Desde pequeños nos han enseñado que tenemos que ser fuertes, que no podemos llorar, y que tenemos que estar siempre contentos y con la sonrisa puesta. ¿Conectando con la vulnerabilidad?. Este mensaje nos ha llegado masivamente, a través de nuestros padres, las películas, revistas, programas de TV, en el colegio, etc. Hemos crecido con esta idea, y hemos aprendido a vivir con ello.

Si nos quejamos demasiado o nos sentimos vulnerables es porque somos unos dramáticos, y nos ahogamos en un vaso de agua. En conclusión, somos débiles e incapaces de afrontar nuestros problemas.

Pero… ¿Qué difícil es mostrarse siempre fuerte y seguro de uno mismo no? Todos tenemos que lidiar con gran cantidad de situaciones que no siempre son de nuestro agrado, se nos plantean retos complejos de resolver, y en muchas ocasiones nos sentimos desbordados y sin recursos para afrontarlos. 

¡¡Parece que es misión imposible tener siempre la capa de superhéroe puesta, y sentir que podemos con todo!! 

¿Qué es la vulnerabilidad?

Culturalmente hemos entendido la vulnerabilidad como una característica personal asociada a la carencia de recursos para resolver problemas, poca capacidad para anticiparse a situaciones, y falta de habilidades para resistir ante las adversidades. 

Por otra parte, también hemos relacionado la vulnerabilidad con emociones como el miedo, la vergüenza y la tristeza. Las cuales nos hacen sentir incómodos con nosotros mismos, y preferimos deshacernos de ellas o dejarlas apartadas. 

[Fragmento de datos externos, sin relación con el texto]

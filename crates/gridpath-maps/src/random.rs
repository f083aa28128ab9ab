//! Seeded random maps that always have a solution.
//!
//! Generation first carves a random monotone corridor of right/down steps
//! from the top-left corner to the bottom-right one, then turns every other
//! cell into a wall with probability `wall_prob`. The corridor guarantees a
//! path of exactly `rows + cols - 2` steps exists, so the shortest path is
//! never longer than that.

use std::collections::HashSet;
use std::fmt;

use gridpath_core::{Cell, Grid, GridError};
use rand::rngs::StdRng;
use rand::seq::SliceRandom;
use rand::{Rng, SeedableRng};

/// Settings for [`RandomMapConfig::generate`].
#[derive(Debug, Clone, PartialEq)]
#[cfg_attr(feature = "serde", derive(serde::Serialize, serde::Deserialize))]
pub struct RandomMapConfig {
    pub rows: i32,
    pub cols: i32,
    /// Probability that a cell off the corridor becomes a wall, in `[0, 1]`.
    pub wall_prob: f64,
    /// Fixed seed for reproducible maps. `None` draws a fresh one.
    pub seed: Option<u64>,
}

impl Default for RandomMapConfig {
    fn default() -> Self {
        Self {
            rows: 20,
            cols: 20,
            wall_prob: 0.28,
            seed: None,
        }
    }
}

/// A generated map together with the seed that reproduces it.
#[derive(Debug, Clone, PartialEq, Eq)]
pub struct RandomMap {
    pub grid: Grid,
    pub seed: u64,
}

impl RandomMapConfig {
    /// Generate a map from the configured seed, or from a fresh one.
    pub fn generate(&self) -> Result<RandomMap, RandomMapError> {
        let seed = self.seed.unwrap_or_else(|| rand::rng().random());
        let mut rng = StdRng::seed_from_u64(seed);
        let grid = self.generate_with(&mut rng)?;
        log::debug!(
            "random map {}x{}: {} walls, seed {seed}",
            grid.rows(),
            grid.cols(),
            grid.walls().len()
        );
        Ok(RandomMap { grid, seed })
    }

    /// Generate a map drawing from `rng`. The configured seed is ignored.
    pub fn generate_with<R: Rng>(&self, rng: &mut R) -> Result<Grid, RandomMapError> {
        if !(0.0..=1.0).contains(&self.wall_prob) {
            return Err(RandomMapError::InvalidProbability(self.wall_prob));
        }
        let mut grid = Grid::new(self.rows, self.cols)?;

        // true = down, false = right
        let mut moves: Vec<bool> = std::iter::repeat_n(true, (self.rows - 1) as usize)
            .chain(std::iter::repeat_n(false, (self.cols - 1) as usize))
            .collect();
        moves.shuffle(rng);

        let mut pos = grid.start();
        let mut corridor: HashSet<Cell> = HashSet::from([pos]);
        for down in moves {
            pos = if down { pos.shift(1, 0) } else { pos.shift(0, 1) };
            corridor.insert(pos);
        }

        for row in 0..self.rows {
            for col in 0..self.cols {
                let cell = Cell::new(row, col);
                if corridor.contains(&cell) {
                    continue;
                }
                if rng.random_bool(self.wall_prob) {
                    grid.set_wall(cell)?;
                }
            }
        }
        Ok(grid)
    }
}

/// Errors from random map generation.
#[derive(Debug, Clone, PartialEq)]
pub enum RandomMapError {
    /// `wall_prob` is outside `[0, 1]` (or NaN).
    InvalidProbability(f64),
    /// The configured dimensions are not a valid grid.
    Grid(GridError),
}

impl From<GridError> for RandomMapError {
    fn from(err: GridError) -> Self {
        Self::Grid(err)
    }
}

impl fmt::Display for RandomMapError {
    fn fmt(&self, f: &mut fmt::Formatter<'_>) -> fmt::Result {
        match self {
            Self::InvalidProbability(p) => {
                write!(f, "random map: wall probability {p} is not in [0, 1]")
            }
            Self::Grid(err) => write!(f, "random map: {err}"),
        }
    }
}

impl std::error::Error for RandomMapError {
    fn source(&self) -> Option<&(dyn std::error::Error + 'static)> {
        match self {
            Self::Grid(err) => Some(err),
            Self::InvalidProbability(_) => None,
        }
    }
}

Todos somos vulnerables en ocasiones y, de hecho, que esto sea así nos hace humanos. Nadie es perfecto, tiene constantemente las cosas bajo control, y se siente bien todo el rato. ¿Qué problema hay en reconocerlo? 

Aceptar la vulnerabilidad

Aparentemente puede parecer que reconocer y aceptar que en ocasiones podemos tener limitaciones, y que a veces nos sentimos carentes de recursos para asumir nuestros problemas, es una desventaja. Nos hace conectar con un sentimiento de derrota e incapacidad, que no encaja con los ideales de fortaleza y seguridad que nos han inculcado. Pero… ¿Esto es así realmente?

Aceptar que hay momentos en los que nos sentimos vulnerables es un gesto de valentía. Implica reconocer que no somos perfectos, y que en ocasiones nos sentimos desamparados y tenemos dificultades. 

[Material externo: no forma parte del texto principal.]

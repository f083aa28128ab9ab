//! Loading and saving maps on disk.
//!
//! Two formats are understood, chosen by file extension:
//!
//! - `.json`: `{"rows", "cols", "start": [r, c], "goal": [r, c], "walls": [[r, c], ...]}`
//!   with walls in row-major order;
//! - anything else: a text layout (see [`gridpath_core::layout`]).

use std::fmt;
use std::fs;
use std::io;
use std::path::Path;

use gridpath_core::{Grid, LayoutError};

/// Whether `path` names a JSON map.
fn is_json(path: &Path) -> bool {
    path.extension()
        .is_some_and(|ext| ext.eq_ignore_ascii_case("json"))
}

/// Serialize a grid as pretty-printed JSON.
pub fn to_json(grid: &Grid) -> Result<String, MapFileError> {
    Ok(serde_json::to_string_pretty(grid)?)
}

/// Parse a grid from JSON. Dimensions, walls and endpoints are checked.
pub fn from_json(s: &str) -> Result<Grid, MapFileError> {
    Ok(serde_json::from_str(s)?)
}

/// Read a map file.
pub fn load(path: impl AsRef<Path>) -> Result<Grid, MapFileError> {
    let path = path.as_ref();
    let text = fs::read_to_string(path)?;
    let grid = if is_json(path) {
        from_json(&text)?
    } else {
        text.parse()?
    };
    log::debug!(
        "loaded {}x{} map from {}",
        grid.rows(),
        grid.cols(),
        path.display()
    );
    Ok(grid)
}

/// Write a map file, overwriting any existing one.
pub fn save(grid: &Grid, path: impl AsRef<Path>) -> Result<(), MapFileError> {
    let path = path.as_ref();
    let mut text = if is_json(path) {
        to_json(grid)?
    } else {
        grid.to_string()
    };
    text.push('\n');
    fs::write(path, text)?;
    log::debug!("saved map to {}", path.display());
    Ok(())
}

/// Errors from reading or writing map files.
#[derive(Debug)]
pub enum MapFileError {
    Io(io::Error),
    /// Malformed JSON, or JSON describing an invalid grid.
    Json(serde_json::Error),
    Layout(LayoutError),
}

impl From<io::Error> for MapFileError {
    fn from(err: io::Error) -> Self {
        Self::Io(err)
    }
}

impl From<serde_json::Error> for MapFileError {
    fn from(err: serde_json::Error) -> Self {
        Self::Json(err)
    }
}

impl From<LayoutError> for MapFileError {
    fn from(err: LayoutError) -> Self {
        Self::Layout(err)
    }
}

impl fmt::Display for MapFileError {
    fn fmt(&self, f: &mut fmt::Formatter<'_>) -> fmt::Result {
        match self {
            Self::Io(err) => write!(f, "map file: {err}"),
            Self::Json(err) => write!(f, "map file: {err}"),
            Self::Layout(err) => write!(f, "map file: {err}"),
        }
    }
}

impl std::error::Error for MapFileError {
    fn source(&self) -> Option<&(dyn std::error::Error + 'static)> {
        match self {
            Self::Io(err) => Some(err),
            Self::Json(err) => Some(err),
            Self::Layout(err) => Some(err),
        }
    }
}
//! Shared helpers for the algorithm unit tests.

use gridpath_core::Grid;

use crate::result::SearchResult;

pub(crate) fn layout(s: &str) -> Grid {
    s.parse().expect("test layout")
}

/// Assert that a found path is a valid start-to-goal walk over free cells.
pub(crate) fn assert_valid_path(grid: &Grid, res: &SearchResult) {
    let path = res.path.as_ref().expect("path expected");
    assert_eq!(path.first(), Some(&grid.start()));
    assert_eq!(path.last(), Some(&grid.goal()));
    assert_eq!(res.cost, path.len() - 1);
    for cell in path {
        assert!(grid.is_valid(*cell), "{cell} is not traversable");
    }
    for pair in path.windows(2) {
        assert!(pair[0].is_adjacent(pair[1]), "{} -> {} is not a step", pair[0], pair[1]);
    }
}
//! The obstacle grid searched by every algorithm.
//!
//! A [`Grid`] is a fixed `rows × cols` rectangle with a set of walled cells
//! and designated start/goal cells. Searches only ever read it through
//! [`Grid::is_valid`] and [`Grid::neighbors`].

use std::collections::BTreeSet;
use std::fmt;

use crate::cell::Cell;

/// A static 2D obstacle grid.
///
/// With the `serde` feature a grid (de)serializes as
/// `{rows, cols, start: [r, c], goal: [r, c], walls: [[r, c], ...]}`, and
/// deserializing goes through the same checks as [`Grid::new`] and the
/// setters.
#[derive(Debug, Clone, PartialEq, Eq)]
#[cfg_attr(
    feature = "serde",
    derive(serde::Serialize, serde::Deserialize),
    serde(try_from = "GridData", into = "GridData")
)]
pub struct Grid {
    rows: i32,
    cols: i32,
    walls: BTreeSet<Cell>,
    start: Cell,
    goal: Cell,
}

impl Grid {
    /// Create an empty grid. Start defaults to the top-left corner and goal
    /// to the bottom-right one.
    pub fn new(rows: i32, cols: i32) -> Result<Self, GridError> {
        if rows <= 0 || cols <= 0 {
            return Err(GridError::InvalidDimensions { rows, cols });
        }
        Ok(Self {
            rows,
            cols,
            walls: BTreeSet::new(),
            start: Cell::new(0, 0),
            goal: Cell::new(rows - 1, cols - 1),
        })
    }

    /// Number of rows.
    #[inline]
    pub fn rows(&self) -> i32 {
        self.rows
    }

    /// Number of columns.
    #[inline]
    pub fn cols(&self) -> i32 {
        self.cols
    }

    /// Total number of cells.
    pub fn len(&self) -> usize {
        (self.rows as usize) * (self.cols as usize)
    }

    /// Always false: dimensions are positive by construction.
    pub fn is_empty(&self) -> bool {
        self.len() == 0
    }

    #[inline]
    pub fn start(&self) -> Cell {
        self.start
    }

    #[inline]
    pub fn goal(&self) -> Cell {
        self.goal
    }

    /// The walled cells in row-major order.
    pub fn walls(&self) -> &BTreeSet<Cell> {
        &self.walls
    }

    /// Whether `cell` lies inside the grid rectangle.
    #[inline]
    pub fn contains(&self, cell: Cell) -> bool {
        cell.row >= 0 && cell.row < self.rows && cell.col >= 0 && cell.col < self.cols
    }

    #[inline]
    pub fn is_wall(&self, cell: Cell) -> bool {
        self.walls.contains(&cell)
    }

    /// Whether `cell` is inside the grid and not a wall.
    #[inline]
    pub fn is_valid(&self, cell: Cell) -> bool {
        self.contains(cell) && !self.is_wall(cell)
    }

    /// Traversable neighbours of `cell`, in up, down, left, right order.
    pub fn neighbors(&self, cell: Cell) -> impl Iterator<Item = Cell> + '_ {
        cell.neighbors_4()
            .into_iter()
            .filter(move |&n| self.is_valid(n))
    }

    /// Append the traversable neighbours of `cell` into `buf`.
    ///
    /// The caller clears `buf` before calling.
    pub fn neighbors_into(&self, cell: Cell, buf: &mut Vec<Cell>) {
        buf.extend(self.neighbors(cell));
    }

    /// Mark `cell` as a wall.
    pub fn set_wall(&mut self, cell: Cell) -> Result<(), GridError> {
        self.check(cell)?;
        self.walls.insert(cell);
        Ok(())
    }

    /// Remove the wall at `cell`, if any. Returns whether a wall was removed.
    pub fn clear_wall(&mut self, cell: Cell) -> bool {
        self.walls.remove(&cell)
    }

    pub fn set_start(&mut self, cell: Cell) -> Result<(), GridError> {
        self.check(cell)?;
        self.start = cell;
        Ok(())
    }

    pub fn set_goal(&mut self, cell: Cell) -> Result<(), GridError> {
        self.check(cell)?;
        self.goal = cell;
        Ok(())
    }

    /// Render the grid as text, letting `overlay` replace the character of
    /// any non-endpoint floor cell.
    ///
    /// Start and goal are always drawn as `S` and `G`, walls as `#`.
    pub fn render_with(&self, overlay: impl Fn(Cell) -> Option<char>) -> String {
        let mut out = String::with_capacity(self.len() + self.rows as usize);
        for row in 0..self.rows {
            if row > 0 {
                out.push('\n');
            }
            for col in 0..self.cols {
                let cell = Cell::new(row, col);
                let ch = if cell == self.start {
                    START
                } else if cell == self.goal {
                    GOAL
                } else if self.is_wall(cell) {
                    WALL
                } else {
                    overlay(cell).unwrap_or(FLOOR)
                };
                out.push(ch);
            }
        }
        out
    }

    fn check(&self, cell: Cell) -> Result<(), GridError> {
        if self.contains(cell) {
            Ok(())
        } else {
            Err(GridError::OutOfBounds {
                cell,
                rows: self.rows,
                cols: self.cols,
            })
        }
    }
}

pub(crate) const FLOOR: char = '.';
pub(crate) const WALL: char = '#';
pub(crate) const START: char = 'S';
pub(crate) const GOAL: char = 'G';

impl fmt::Display for Grid {
    fn fmt(&self, f: &mut fmt::Formatter<'_>) -> fmt::Result {
        f.write_str(&self.render_with(|_| None))
    }
}

/// Errors raised while building a grid.
#[derive(Debug, Clone, PartialEq, Eq)]
pub enum GridError {
    /// Rows and columns must both be positive.
    InvalidDimensions { rows: i32, cols: i32 },
    /// The cell lies outside the grid rectangle.
    OutOfBounds { cell: Cell, rows: i32, cols: i32 },
}

impl fmt::Display for GridError {
    fn fmt(&self, f: &mut fmt::Formatter<'_>) -> fmt::Result {
        match self {
            Self::InvalidDimensions { rows, cols } => {
                write!(f, "grid: invalid dimensions {rows}x{cols}")
            }
            Self::OutOfBounds { cell, rows, cols } => {
                write!(f, "grid: cell {cell} is outside the {rows}x{cols} grid")
            }
        }
    }
}

impl std::error::Error for GridError {}

#[cfg(test)]
mod tests {
    use super::*;

    fn grid(rows: i32, cols: i32) -> Grid {
        Grid::new(rows, cols).unwrap()
    }

    #[test]
    fn defaults_to_corners() {
        let g = grid(4, 6);
        assert_eq!(g.start(), Cell::new(0, 0));
        assert_eq!(g.goal(), Cell::new(3, 5));
        assert_eq!(g.len(), 24);
        assert!(g.walls().is_empty());
    }

    #[test]
    fn rejects_non_positive_dimensions() {
        assert_eq!(
            Grid::new(0, 3),
            Err(GridError::InvalidDimensions { rows: 0, cols: 3 })
        );
        assert!(Grid::new(3, -1).is_err());
    }

    #[test]
    fn validity_checks_bounds_and_walls() {
        let mut g = grid(3, 3);
        g.set_wall(Cell::new(1, 1)).unwrap();
        assert!(g.is_valid(Cell::new(0, 0)));
        assert!(g.is_valid(Cell::new(2, 2)));
        assert!(!g.is_valid(Cell::new(1, 1)));
        assert!(!g.is_valid(Cell::new(-1, 0)));
        assert!(!g.is_valid(Cell::new(0, 3)));
        assert!(!g.is_valid(Cell::new(3, 0)));
    }

    #[test]
    fn interior_neighbors_in_fixed_order() {
        let g = grid(5, 5);
        let n: Vec<_> = g.neighbors(Cell::new(2, 2)).collect();
        assert_eq!(
            n,
            vec![
                Cell::new(1, 2),
                Cell::new(3, 2),
                Cell::new(2, 1),
                Cell::new(2, 3),
            ]
        );
    }

    #[test]
    fn neighbors_skip_walls_and_edges() {
        let mut g = grid(3, 3);
        g.set_wall(Cell::new(1, 0)).unwrap();
        let n: Vec<_> = g.neighbors(Cell::new(0, 0)).collect();
        assert_eq!(n, vec![Cell::new(0, 1)]);

        let mut buf = Vec::new();
        g.neighbors_into(Cell::new(2, 2), &mut buf);
        assert_eq!(buf, vec![Cell::new(1, 2), Cell::new(2, 1)]);
    }

    #[test]
    fn mutators_reject_out_of_bounds() {
        let mut g = grid(2, 2);
        let err = g.set_wall(Cell::new(2, 0)).unwrap_err();
        assert_eq!(
            err,
            GridError::OutOfBounds {
                cell: Cell::new(2, 0),
                rows: 2,
                cols: 2
            }
        );
        assert!(g.set_start(Cell::new(0, -1)).is_err());
        assert!(g.set_goal(Cell::new(5, 5)).is_err());
        assert_eq!(g.start(), Cell::new(0, 0));
        assert_eq!(g.goal(), Cell::new(1, 1));
    }

    #[test]
    fn clear_wall() {
        let mut g = grid(2, 2);
        g.set_wall(Cell::new(0, 1)).unwrap();
        assert!(g.clear_wall(Cell::new(0, 1)));
        assert!(!g.clear_wall(Cell::new(0, 1)));
        assert!(g.is_valid(Cell::new(0, 1)));
    }

    #[test]
    fn display_and_overlay() {
        let mut g = grid(3, 3);
        g.set_wall(Cell::new(1, 0)).unwrap();
        g.set_wall(Cell::new(1, 1)).unwrap();
        g.set_goal(Cell::new(2, 2)).unwrap();
        assert_eq!(g.to_string(), "S..\n##.\n..G");

        let drawn = g.render_with(|c| (c.row == 0 || c == Cell::new(1, 1)).then_some('*'));
        assert_eq!(drawn, "S**\n##.\n..G");
    }

    #[test]
    fn error_messages() {
        let err = GridError::OutOfBounds {
            cell: Cell::new(4, 1),
            rows: 3,
            cols: 3,
        };
        assert_eq!(err.to_string(), "grid: cell (4, 1) is outside the 3x3 grid");
    }
}

/// Serialized form of a [`Grid`]: plain data, validated on conversion.
#[cfg(feature = "serde")]
#[derive(serde::Serialize, serde::Deserialize)]
struct GridData {
    rows: i32,
    cols: i32,
    start: (i32, i32),
    goal: (i32, i32),
    #[serde(default)]
    walls: Vec<(i32, i32)>,
}

#[cfg(feature = "serde")]
impl TryFrom<GridData> for Grid {
    type Error = GridError;

    fn try_from(data: GridData) -> Result<Self, GridError> {
        let mut grid = Grid::new(data.rows, data.cols)?;
        for wall in data.walls {
            grid.set_wall(wall.into())?;
        }
        grid.set_start(data.start.into())?;
        grid.set_goal(data.goal.into())?;
        Ok(grid)
    }
}

#[cfg(feature = "serde")]
impl From<Grid> for GridData {
    fn from(grid: Grid) -> Self {
        Self {
            rows: grid.rows,
            cols: grid.cols,
            start: grid.start.into(),
            goal: grid.goal.into(),
            walls: grid.walls.into_iter().map(Into::into).collect(),
        }
    }
}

Tomar conciencia de cuáles son nuestras carencias nos aporta un mayor autoconocimiento, y nos enfoca al crecimiento personal. Una vez hemos aceptado que somos vulnerables, podemos dirigirnos a la mejora de aquellas características personales que nos están dificultando, trabajar habilidades nuevas que nos puedan ayudar a conseguir nuestros objetivos, y mejorar nuestra autoestima.

¡Aceptar nuestras debilidades nos hace más fuertes!

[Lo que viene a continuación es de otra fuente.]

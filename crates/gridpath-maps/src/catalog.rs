//! The built-in teaching maps.
//!
//! Each map is stored as a text layout (see [`gridpath_core::layout`]). The
//! trap maps are built so that a specific algorithm does visibly worse than
//! A* on them: Greedy Best-First on [`MapId::GreedyTrap`], DFS on
//! [`MapId::DfsDeepTrap`].

use std::fmt;
use std::str::FromStr;

use gridpath_core::Grid;

const SIMPLE: &str = "\
S....
.....
.....
.....
....G";

const MAZE: &str = "\
S.........
.#######..
..........
.#.#.#.#.#
..........
.###.####.
..........
...#.#.#.#
..........
.........G";

const NO_PATH: &str = "\
S....
.....
.....
...##
...#G";

const COMPARISON: &str = "\
S.......
######..
........
..######
........
######..
........
.......G";

const SIMPLE_3X3: &str = "\
S..
##.
..G";

const MAZE_5X5: &str = "\
S#...
.#.#.
...#.
##...
...#G";

const GREEDY_COMPARISON: &str = "\
S....
####.
...#.
.#.#.
.#.#G";

// The pocket at the bottom-left lures Greedy away from the top corridor.
const GREEDY_TRAP: &str = "\
S......
.#.#...
.#.#...
.#.#...
.#.###.
.....#.
.....#G";

const DFS_DEEP_TRAP: &str = "\
S#......
.#.#.#..
.#.#.#..
.#.#.#..
.#...#..
.#####..
........
.......G";

const BRIDGE: &str = "\
.......
...#...
...#...
S..#..G
...#...
...#...
...#...";

/// Identifier of a built-in map.
#[derive(Debug, Clone, Copy, PartialEq, Eq, Hash)]
#[cfg_attr(feature = "serde", derive(serde::Serialize, serde::Deserialize))]
pub enum MapId {
    Simple,
    Maze,
    NoPath,
    Comparison,
    Simple3x3,
    Maze5x5,
    GreedyComparison,
    GreedyTrap,
    DfsDeepTrap,
    Bridge,
}

impl MapId {
    /// All maps, in menu order (menu key = index + 1).
    pub const ALL: [MapId; 10] = [
        MapId::Simple,
        MapId::Maze,
        MapId::NoPath,
        MapId::Comparison,
        MapId::Simple3x3,
        MapId::Maze5x5,
        MapId::GreedyComparison,
        MapId::GreedyTrap,
        MapId::DfsDeepTrap,
        MapId::Bridge,
    ];

    /// 1-based menu key.
    pub fn key(self) -> usize {
        Self::ALL.iter().position(|&m| m == self).map_or(0, |i| i + 1)
    }

    pub fn slug(self) -> &'static str {
        match self {
            Self::Simple => "simple",
            Self::Maze => "maze",
            Self::NoPath => "no-path",
            Self::Comparison => "comparison",
            Self::Simple3x3 => "simple-3x3",
            Self::Maze5x5 => "maze-5x5",
            Self::GreedyComparison => "greedy-comparison",
            Self::GreedyTrap => "greedy-trap",
            Self::DfsDeepTrap => "dfs-trap",
            Self::Bridge => "bridge",
        }
    }

    pub fn name(self) -> &'static str {
        match self {
            Self::Simple => "Simple 5x5 (no obstacles)",
            Self::Maze => "Maze 10x10",
            Self::NoPath => "No Path 5x5 (goal blocked)",
            Self::Comparison => "Comparison 8x8 (BFS vs DFS)",
            Self::Simple3x3 => "Simple 3x3",
            Self::Maze5x5 => "Maze 5x5",
            Self::GreedyComparison => "Comparison 5x5 (A* vs Greedy)",
            Self::GreedyTrap => "Greedy Trap 7x7 (A* vs Greedy)",
            Self::DfsDeepTrap => "DFS Deep Trap 8x8 (BFS vs DFS)",
            Self::Bridge => "Bridge 7x7 (optimal path)",
        }
    }

    /// The map as a text layout.
    pub fn layout(self) -> &'static str {
        match self {
            Self::Simple => SIMPLE,
            Self::Maze => MAZE,
            Self::NoPath => NO_PATH,
            Self::Comparison => COMPARISON,
            Self::Simple3x3 => SIMPLE_3X3,
            Self::Maze5x5 => MAZE_5X5,
            Self::GreedyComparison => GREEDY_COMPARISON,
            Self::GreedyTrap => GREEDY_TRAP,
            Self::DfsDeepTrap => DFS_DEEP_TRAP,
            Self::Bridge => BRIDGE,
        }
    }

    /// Build a fresh grid for this map.
    pub fn build(self) -> Grid {
        self.layout()
            .parse()
            .expect("built-in layouts are well-formed")
    }
}

impl fmt::Display for MapId {
    fn fmt(&self, f: &mut fmt::Formatter<'_>) -> fmt::Result {
        f.write_str(self.name())
    }
}

impl FromStr for MapId {
    type Err = ParseMapError;

    /// Accepts the slug or the 1-based menu key.
    fn from_str(s: &str) -> Result<Self, Self::Err> {
        let key = s.trim().to_ascii_lowercase();
        if let Ok(n) = key.parse::<usize>() {
            if let Some(&m) = n.checked_sub(1).and_then(|i| Self::ALL.get(i)) {
                return Ok(m);
            }
        }
        Self::ALL
            .into_iter()
            .find(|m| m.slug() == key)
            .ok_or_else(|| ParseMapError(s.to_string()))
    }
}

/// Returned when a map name is not recognised.
#[derive(Debug, Clone, PartialEq, Eq)]
pub struct ParseMapError(pub String);

impl fmt::Display for ParseMapError {
    fn fmt(&self, f: &mut fmt::Formatter<'_>) -> fmt::Result {
        write!(f, "unknown map \u{201c}{}\u{201d}", self.0)
    }
}

impl std::error::Error for ParseMapError {}

#[cfg(test)]
mod tests {
    use super::*;
    use gridpath_core::Cell;

    #[test]
    fn every_layout_builds() {
        for m in MapId::ALL {
            let g = m.build();
            assert!(g.is_valid(g.start()), "{m}");
            assert!(g.is_valid(g.goal()), "{m}");
            assert_eq!(g.to_string(), m.layout(), "{m}");
        }
    }

    #[test]
    fn dimensions_and_endpoints() {
        let g = MapId::Maze.build();
        assert_eq!((g.rows(), g.cols()), (10, 10));
        assert_eq!(g.walls().len(), 23);
        let g = MapId::Bridge.build();
        assert_eq!(g.start(), Cell::new(3, 0));
        assert_eq!(g.goal(), Cell::new(3, 6));
        assert_eq!(g.walls().len(), 6);
        let g = MapId::NoPath.build();
        let walls: Vec<_> = g.walls().iter().copied().collect();
        assert_eq!(walls, vec![Cell::new(3, 3), Cell::new(3, 4), Cell::new(4, 3)]);
    }

    #[test]
    fn keys_and_slugs_parse() {
        for (i, m) in MapId::ALL.into_iter().enumerate() {
            assert_eq!(m.key(), i + 1);
            assert_eq!(m.slug().parse(), Ok(m));
            assert_eq!((i + 1).to_string().parse(), Ok(m));
        }
        assert!("0".parse::<MapId>().is_err());
        assert!("11".parse::<MapId>().is_err());
        assert_eq!(
            "labyrinth".parse::<MapId>(),
            Err(ParseMapError("labyrinth".into()))
        );
    }
}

Aceptar nuestra vulnerabilidad en lugar de tratar de ocultarla es la mejor manera de adaptarse a la realidad.

Mostrar nuestra vulnerabilidad

En el ámbito de las relaciones personales tendemos a protegernos, y ponernos una coraza. No nos gusta que la gente se de cuenta de cuáles son nuestros puntos débiles, y mucho menos que nos vean tristes o temerosos. Sentimos que mostrarnos de esta manera nos puede traer consecuencias negativas, ya que nos exponemos a las críticas y a los juicios de valor del resto. 

Pero, por el contrario, son muchas las ventajas de exponer nuestra parte más frágil. Si nos abrimos con las personas que nos rodean podemos conseguir una mayor conexión con ellas, y de esta manera una mejora de la calidad de la relación, y mayor cercanía. Por lo tanto, mostrarse vulnerable con nuestro circulo social nos da la posibilidad de:

-Pedir ayuda, cuando no sabemos qué hacer.

-Hablar de cómo nos sentimos nosotros y el resto.

-Nos da la posibilidad de aprender de los otros.

¡No tengas miedo a aceptar tu parte más vulnerable!  Reconocer nuestros límites es el punto de partida del aprendizaje, y el crecimiento personal.